— Task brief —
Starting from the line that holds "the session order", print each remaining line of the entries exactly, ending with the last.

— Extracted records —

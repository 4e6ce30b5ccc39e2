use lrtouch_catalog::{Atom, ImageCatalog};
use serde::{Deserialize, Serialize};
use thiserror::Error;

use crate::layout::Response;

#[derive(Debug, Clone, PartialEq, Eq, Error)]
pub enum TrialError {
    #[error("trial has an empty target")]
    EmptyTarget,
    #[error("trial has an empty distractor")]
    EmptyDistractor,
    #[error("target and distractor are both {0:?}")]
    SameImage(String),
    #[error("image {0:?} is not in the catalog")]
    UnknownImage(String),
}

/// One target/distractor pair to discriminate
#[derive(Debug, Clone, PartialEq, Eq, Hash)]
pub struct Trial {
    pub target: Atom,
    pub distractor: Atom,
}

impl Trial {
    /// Build a trial from two image names, interning both in `catalog`.
    pub fn new(target: &str, distractor: &str, catalog: &mut ImageCatalog) -> Result<Self, TrialError> {
        if target.trim().is_empty() {
            return Err(TrialError::EmptyTarget);
        }
        if distractor.trim().is_empty() {
            return Err(TrialError::EmptyDistractor);
        }
        let target = catalog
            .intern(target)
            .ok_or_else(|| TrialError::UnknownImage(target.trim().to_string()))?;
        let distractor = catalog
            .intern(distractor)
            .ok_or_else(|| TrialError::UnknownImage(distractor.trim().to_string()))?;
        if target == distractor {
            return Err(TrialError::SameImage(target.to_string()));
        }
        Ok(Self { target, distractor })
    }

    /// On-screen instruction, e.g. "Touch the CAT"
    pub fn instruction(&self) -> String {
        format!("Touch the {}", self.target.to_uppercase())
    }

    /// Instruction as spoken, with the target as written
    pub fn spoken_instruction(&self) -> String {
        format!("Touch the {}", self.target)
    }
}

/// One response attempt. Never mutated after it is logged.
#[derive(Debug, Clone, PartialEq, Eq, Serialize, Deserialize)]
#[serde(rename_all = "camelCase")]
pub struct LogEntry {
    /// ISO-8601 UTC wall-clock time of the response
    pub timestamp: String,
    /// 1-based position of the trial in the session order
    pub trial_index: usize,
    pub target: String,
    pub left: String,
    pub right: String,
    pub response: Response,
    pub correct: bool,
    #[serde(rename = "rtMs")]
    pub reaction_time_ms: u64,
}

— Response to this task —
    /// 1-based position of the trial in the session order
    pub trial_index: usize,
    pub target: String,
    pub left: String,
    pub right: String,
    pub response: Response,
    pub correct: bool,
    #[serde(rename = "rtMs")]
    pub reaction_time_ms: u64,
}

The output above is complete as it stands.